I dunno but, yesterday, my 12-year old mouthed off to my wife.  The 'explosions' described above were nothing compared to what happened next!  

Dan


----------



## maxwell_smart007 (Oct 5, 2012)

Explode, by definition, just means sending energy outward. The noise, bang, and fireball are just our version of what it 'should' look like.  Any violent  reaction that pushes outward is by definition an explosion.  (Ex - meaning 'out') - so a breached lid shooting across the room is an explosion of energy.  

However, other than semantical, is there a real difference between a pot shooting the lid across the room at a velocity enough to maim or kill, or a breach of the metal? 

In any system, the failure will be at the weakest point.  A clamped on top will be weaker than a smooth continuous metal pot, one would think.  

Regardless, in the case of a failure, the issue would be the flying metal bits - either the top, or the side, makes no matter to the person in front of the pot.


----------



## ElMostro (Oct 5, 2012)

maxwell_smart007 said:


> is there a real difference between a pot shooting the lid across the room at a velocity enough to maim or kill, or a breach of the metal?

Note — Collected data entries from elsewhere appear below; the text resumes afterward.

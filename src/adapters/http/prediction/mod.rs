//! Prediction HTTP adapter module.
//!
//! Exposes the prediction form via REST API:
//! - `POST /api/predictions` - Submit the form and receive display notices
//! - `GET /api/model` - Describe the loaded model and disclaimers
//! - `GET /api/form` - Describe the form inputs
//! - `GET /health` - Liveness probe

pub mod dto;
pub mod handlers;
pub mod routes;

pub use dto::{ErrorResponse, ModelInfoResponse, PredictionRequest, PredictionResponse};
pub use handlers::PredictionAppState;
pub use routes::prediction_routes;
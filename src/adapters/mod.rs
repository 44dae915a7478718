//! Adapters - Implementations of port interfaces.
//!
//! Adapters connect the domain to external systems:
//! - `model` - `CyclePredictor` backed by the serialized random forest
//! - `http` - Axum routes serving the prediction form

pub mod http;
pub mod model;

pub use model::{FixedPredictor, ModelLoadError, RandomForestModel};
//! HTTP listener settings for the prediction API

use serde::Deserialize;
use std::net::SocketAddr;
use std::ops::RangeInclusive;
use std::time::Duration;

use super::error::ValidationError;

/// Accepted request timeouts, in seconds.
const REQUEST_TIMEOUT_SECS: RangeInclusive<u64> = 1..=300;

/// Where and how the prediction API listens.
///
/// Every field has a default, so `LUNARIS__SERVER__*` variables are optional.
#[derive(Debug, Clone, Deserialize)]
pub struct ServerConfig {
    #[serde(default = "default_host")]
    pub host: String,

    #[serde(default = "default_port")]
    pub port: u16,

    /// Selects the JSON log format when `production`.
    #[serde(default)]
    pub environment: Environment,

    /// `tracing_subscriber::EnvFilter` directive, used when `RUST_LOG` is unset.
    #[serde(default = "default_log_level")]
    pub log_level: String,

    #[serde(default = "default_request_timeout")]
    pub request_timeout_secs: u64,

    /// Comma-separated browser origins allowed to call the API.
    pub cors_origins: Option<String>,
}

#[derive(Debug, Clone, Deserialize, PartialEq, Eq, Default)]
#[serde(rename_all = "lowercase")]
pub enum Environment {
    #[default]
    Development,
    Staging,
    Production,
}

impl ServerConfig {
    pub fn socket_addr(&self) -> Result<SocketAddr, ValidationError> {
        format!("{}:{}", self.host, self.port)
            .parse()
            .map_err(|_| ValidationError::InvalidHost(self.host.clone()))
    }

    pub fn request_timeout(&self) -> Duration {
        Duration::from_secs(self.request_timeout_secs)
    }

    pub fn is_production(&self) -> bool {
        self.environment == Environment::Production
    }

    /// Origins for the CORS layer; empty when none are configured.
    pub fn cors_origins_list(&self) -> Vec<String> {
        self.cors_origins
            .as_deref()
            .map(|origins| {
                origins
                    .split(',')
                    .map(str::trim)
                    .filter(|origin| !origin.is_empty())
                    .map(str::to_string)
                    .collect()
            })
            .unwrap_or_default()
    }

    pub fn validate(&self) -> Result<(), ValidationError> {
        if self.port == 0 {
            return Err(ValidationError::InvalidPort);
        }
        self.socket_addr()?;
        if !REQUEST_TIMEOUT_SECS.contains(&self.request_timeout_secs) {
            return Err(ValidationError::InvalidTimeout);
        }
        Ok(())
    }
}

impl Default for ServerConfig {
    fn default() -> Self {
        Self {
            host: default_host(),
            port: default_port(),
            environment: Environment::default(),
            log_level: default_log_level(),
            request_timeout_secs: default_request_timeout(),
            cors_origins: None,
        }
    }
}

fn default_host() -> String {
    "0.0.0.0".to_string()
}

fn default_port() -> u16 {
    8080
}

fn default_log_level() -> String {
    "info,lunaris=debug,tower_http=info".to_string()
}

fn default_request_timeout() -> u64 {
    30
}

I'd say there is a big difference bec if the lid comes flying off it could be a number of things from improperly securing the lid, deficient clamps etc where operator error may play a role, if on the other hand the pot fails bec the metal cracked or a weld gave way then that would very likely be a manufacturing defect unless of course the tanks was subjected to a drop or some external force that caused the crack.


----------



## Gilrock (Oct 5, 2012)

That's why I like the design on my C.A. Technologies pressure pot.  I've seen the Harbor Freight pot in the store and compared to that mine is built like a tank.  Even looking at the Binks tanks they don't have the type of safety catches on the latches that mine has.  It takes several turns of the wingnut before the washer is able to lift up over the metal hooks allowing the latch to swing down.  Anyways I don't go over 60 lbs so I'm not really stressing it that much.


----------



## Smitty37 (Oct 5, 2012)

ElMostro said:


> maxwell_smart007 said:
> 
> 
> > is there a real difference between a pot shooting the lid across the room at a velocity enough to maim or kill, or a breach of the metal?
> ...


That's a difference more apparant then real.  If a pot fails and sends flying objects where flying objects ought not to be, it matter's little why.  The why is only useful to help prevent it from happening again.  Not being an expert on pressure pots, having only used a pressure cooker a couple of times for canning vegitables I would still venture a guess that they do not fail often due to the skin rupturing since normally there are fittings attached where the attatchment will be weaker than the skin and they will fail at the weakest point.


----------



## InvisibleMan (Oct 5, 2012)

Gilrock said:


> That's why I like the design on my C.A. Technologies pressure pot.  I've seen the Harbor Freight pot in the store and compared to that mine is built like a tank.  Even looking at the Binks tanks they don't have the type of safety catches on the latches that mine has.  It takes several turns of the wingnut before the washer is able to lift up over the metal hooks allowing the latch to swing down.  Anyways I don't go over 60 lbs so I'm not really stressing it that much.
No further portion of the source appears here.